100 milioni sequestrati ai deputati di FI Francantonio e Luigi Genovese

Operazione della GdF di Messina

Messina - La GdF di Messina ha eseguito una maxi operazione di sequestro ai danni del deputato nazionale di Forza italia, Francantonio Genovese e del figlio Luigi, appena eletto alla Regione e di gran parte della sua famiglia. L'operazione si è svolta nell'ambito dell'inchiesta della procura di Messina  e sono accusati di riciclaggio, autoriciclaggio e sottrazione fraudolenta di beni. I finanzieri hanno sequestrato società di capitali, conti correnti, beni mobili ed immobili ed azioni. I beni sequestrati raggiungono un valore di circa 100 milioni. Il provvedimento è stato disposto dal gip del Tribunale di Messina Salvatore Mastroeni.

Fondi esteri per un ammontare di oltre 16 milioni di euro, schermati da una polizza accesa attraverso un conto svizzero presso la società Credit Suisse Life Bermuda Ltd.: i fondi erano in parte transitati da un istituto bancario di Montecarlo ed intestati ad una società panamense (Palmarich Investments) controllata da Francantonio Genovese e dalla moglie Chiara Schirò. Oltre 6 milioni sono stati trasferiti in contanti in Italia direttamente a Genovese attraverso “spalloni” e resi così irrintracciabili. Le verifiche sui redditi di Francantonio Genovese e del padre hanno consentivano di considerare compatibile questo patrimonio con le entrate dichiarate. Da qui la contestazione di riciclaggio per denaro derivante da reato, quantomeno da evasione fiscale.

Successivamente, dopo che la moglie di Genovese, Chiara Schirò aveva aderito alla voluntary disclosure per la parte di sua competenza ed ai limitati effetti delle sanzioni previste dalla annualità in corso di accertamento, sono emersi ulteriori gravi illeciti. E’ emerso infatti che i Genovese, anche avvalendosi di alcune società a loro riconducibili, hanno effettuato diverse operazioni immobiliari volte a trasferire ad altri soggetti beni immobili e disponibilità finanziarie per eludere il possibile sequestro dei 16 milioni provento del riciclaggio e per sottrarsi al pagamento delle imposte e delle correlative sanzioni amministrative (per un ammontare di circa 25 milioni di euro). Francantonio Genovese così, nel tentativo di sfuggire all’aggressione patrimoniale nei suoi confronti, si è spogliato di tutto il patrimonio finanziario, immobiliare e mobiliare a lui riconducibile, in via diretta o indiretta, per tramite della società schermo GE.FIN. s.r.l. (ora L&A Group s.r.l.) e Ge.Pa. s.r.l., di cui deteneva il 99% ed il 45% delle quote sociali, trasferendolo al figlio Luigi insieme a denaro proveniente dal precedente riciclaggio.
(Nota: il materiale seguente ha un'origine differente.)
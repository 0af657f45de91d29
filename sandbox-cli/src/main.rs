#[tokio::main]
async fn main() -> anyhow::Result<()> {
    sandbox_cli::run().await
}
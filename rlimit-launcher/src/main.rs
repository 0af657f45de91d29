#[cfg(unix)]
fn main() {
    rlimit_launcher::run_trampoline_main();
}

#[cfg(not(unix))]
fn main() {
    eprintln!("rlimit-trampoline is only supported on Unix targets");
    std::process::exit(1);
}
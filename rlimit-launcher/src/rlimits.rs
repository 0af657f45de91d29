//! The set of OS resource limits a sandboxed child may be constrained by,
//! and their restrictive-by-default values.

use std::collections::HashMap;

use serde::Deserialize;
use serde::Serialize;

use crate::error::LaunchError;
use crate::error::Result;

const KB: i64 = 1024;
const MB: i64 = 1024 * 1024;

/// A well-known OS resource limit name. Closed set, matching the limits the
/// original sandbox configured -- unlike the source's "any RLIMIT_* constant
/// by string lookup" this is a fixed enum so an unknown name is a
/// compile-time-checked parse error rather than a silent no-op.
#[derive(Debug, Clone, Copy, PartialEq, Eq, Hash, Serialize, Deserialize)]
#[serde(rename_all = "snake_case")]
pub enum RlimitName {
    /// RLIMIT_AS -- total address space.
    AddressSpace,
    /// RLIMIT_CPU -- CPU time, in seconds.
    Cpu,
    /// RLIMIT_FSIZE -- maximum file size.
    FileSize,
    /// RLIMIT_NOFILE -- maximum number of open file descriptors.
    OpenFiles,
    /// RLIMIT_STACK -- maximum stack size.
    Stack,
    /// RLIMIT_RSS -- maximum resident set size.
    ResidentSet,
    /// RLIMIT_CORE -- maximum core dump size.
    Core,
    /// RLIMIT_DATA -- maximum data segment size.
    Data,
    /// RLIMIT_MEMLOCK -- maximum locked-in-memory size.
    MemoryLock,
}

impl RlimitName {
    /// Parses a config-facing name (e.g. from a TOML table key) into a
    /// `RlimitName`, accepting both the snake_case variant name and the
    /// bare libc constant name for operator familiarity.
    pub fn parse(raw: &str) -> Result<Self> {
        let name = match raw.to_ascii_lowercase().as_str() {
            "address_space" | "as" | "rlimit_as" => RlimitName::AddressSpace,
            "cpu" | "rlimit_cpu" => RlimitName::Cpu,
            "file_size" | "fsize" | "rlimit_fsize" => RlimitName::FileSize,
            "open_files" | "nofile" | "rlimit_nofile" => RlimitName::OpenFiles,
            "stack" | "rlimit_stack" => RlimitName::Stack,
            "resident_set" | "rss" | "rlimit_rss" => RlimitName::ResidentSet,
            "core" | "rlimit_core" => RlimitName::Core,
            "data" | "rlimit_data" => RlimitName::Data,
            "memory_lock" | "memlock" | "rlimit_memlock" => RlimitName::MemoryLock,
            other => return Err(LaunchError::UnknownLimit(other.to_string())),
        };
        Ok(name)
    }

    #[cfg(unix)]
    pub(crate) fn to_libc_resource(self) -> libc::c_int {
        match self {
            RlimitName::AddressSpace => libc::RLIMIT_AS,
            RlimitName::Cpu => libc::RLIMIT_CPU,
            RlimitName::FileSize => libc::RLIMIT_FSIZE,
            RlimitName::OpenFiles => libc::RLIMIT_NOFILE,
            RlimitName::Stack => libc::RLIMIT_STACK,
            #[cfg(target_os = "linux")]
            RlimitName::ResidentSet => libc::RLIMIT_RSS,
            #[cfg(not(target_os = "linux"))]
            RlimitName::ResidentSet => libc::RLIMIT_AS,
            RlimitName::Core => libc::RLIMIT_CORE,
            RlimitName::Data => libc::RLIMIT_DATA,
            RlimitName::MemoryLock => libc::RLIMIT_MEMLOCK,
        }
    }
}

/// A (soft, hard) limit pair, in bytes/seconds/count depending on the limit.
#[derive(Debug, Clone, Copy, PartialEq, Eq, Serialize, Deserialize)]
pub struct RlimitPair {
    pub soft: i64,
    pub hard: i64,
}

impl RlimitPair {
    pub fn fixed(value: i64) -> Self {
        Self {
            soft: value,
            hard: value,
        }
    }
}

/// The full set of limits to apply to a single spawned child.
pub type Rlimits = HashMap<RlimitName, RlimitPair>;

/// The restrictive defaults every sandbox run starts from, in the absence
/// of operator overrides.
pub fn default_rlimits() -> Rlimits {
    HashMap::from([
        (RlimitName::Core, RlimitPair::fixed(1 * MB)),
        (RlimitName::Cpu, RlimitPair::fixed(60)),
        (RlimitName::FileSize, RlimitPair::fixed(1 * MB)),
        (RlimitName::Data, RlimitPair::fixed(32 * MB)),
        (RlimitName::Stack, RlimitPair::fixed(1 * MB)),
        (RlimitName::ResidentSet, RlimitPair::fixed(10 * MB)),
        (RlimitName::OpenFiles, RlimitPair::fixed(15)),
        (RlimitName::MemoryLock, RlimitPair::fixed(64 * KB)),
        (RlimitName::AddressSpace, RlimitPair::fixed(196 * MB)),
    ])
}

/// Merges `overrides` (typically parsed from config) on top of
/// [`default_rlimits`], returning a parse error for any unknown limit name.
pub fn merge_overrides(overrides: &HashMap<String, RlimitPair>) -> Result<Rlimits> {
    let mut rlimits = default_rlimits();
    for (raw_name, pair) in overrides {
        let name = RlimitName::parse(raw_name)?;
        rlimits.insert(name, *pair);
    }
    Ok(rlimits)
}

#[cfg(test)]
mod tests {
    #![allow(clippy::unwrap_used)]

    use super::*;

    #[test]
    fn defaults_cover_every_known_limit() {
        let rlimits = default_rlimits();
        assert_eq!(rlimits.len(), 9);
        assert_eq!(rlimits[&RlimitName::Cpu], RlimitPair::fixed(60));
        assert_eq!(
            rlimits[&RlimitName::AddressSpace],
            RlimitPair::fixed(196 * MB)
        );
    }

    #[test]
    fn parse_accepts_libc_style_and_snake_case_names() {
        assert_eq!(RlimitName::parse("cpu").unwrap(), RlimitName::Cpu);
        assert_eq!(RlimitName::parse("RLIMIT_CPU").unwrap(), RlimitName::Cpu);
        assert_eq!(
            RlimitName::parse("address_space").unwrap(),
            RlimitName::AddressSpace
        );
        assert_eq!(RlimitName::parse("as").unwrap(), RlimitName::AddressSpace);
    }

    #[test]
    fn parse_rejects_unknown_names() {
        let err = RlimitName::parse("rlimit_nonsense").unwrap_err();
        assert!(matches!(err, LaunchError::UnknownLimit(_)));
    }

    #[test]
    fn merge_overrides_replaces_only_named_limits() {
        let overrides = HashMap::from([("cpu".to_string(), RlimitPair::fixed(5))]);
        let merged = merge_overrides(&overrides).unwrap();
        assert_eq!(merged[&RlimitName::Cpu], RlimitPair::fixed(5));
        assert_eq!(merged[&RlimitName::Stack], RlimitPair::fixed(1 * MB));
    }

    #[test]
    fn merge_overrides_rejects_unknown_limit_name() {
        let overrides = HashMap::from([("nonsense".to_string(), RlimitPair::fixed(1))]);
        assert!(merge_overrides(&overrides).is_err());
    }
}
Ulteriori approfondimenti, hanno consentito di accertare che il deputato di Forza Italia ha di fatto dismesso le proprie partecipazioni societarie attraverso operazioni di riorganizzazione del patrimonio sociale. Nel dettaglio - secondo i finanzieri – ha fatto ricorso alla tecnica dell’altalena: dapprima è stata deliberata la riduzione del capitale sociale, al di sotto della soglia di legge prevista dall’art. 2482 ter c.c., delle società per far fronte alle perdite artificiosamente generate dagli stessi indagati, poi è stato disposto il ripianamento delle stesse attraverso un nuovo versamento di capitale a carico dei soci.

Ma anziché provvedere in prima persona, nonostante il comprovato possesso di risorse finanziarie, l’indagato ha dichiarato di rinunciare alla qualità di socio per mancanza dei fondi necessari, poche decine di migliaia di euro, per partecipare all’aumento di capitale, permettendo così, ex novo, l’ingresso in società del figlio, Luigi Genovese, 21 anni, del tutto privo di risorse economiche proprie. Questo manovre hanno consentito tra l’altro a Genovese, con la complicità del figlio Luigi, di vanificare gli effetti del pignoramento che sulle sue quote era stato effettuato da Riscossione Sicilia.

Il decreto di sequestro preventivo è stato notificatoa Francantonio Genivese e anche alla alla moglie Chiara Schirò, al figlio Luigi Genovese, alla sorella Rosalia Genovese, al nipote Marco Lampuri, insieme ad una informazione di garanzia per i reati di riciclaggio e sottrazione indebita.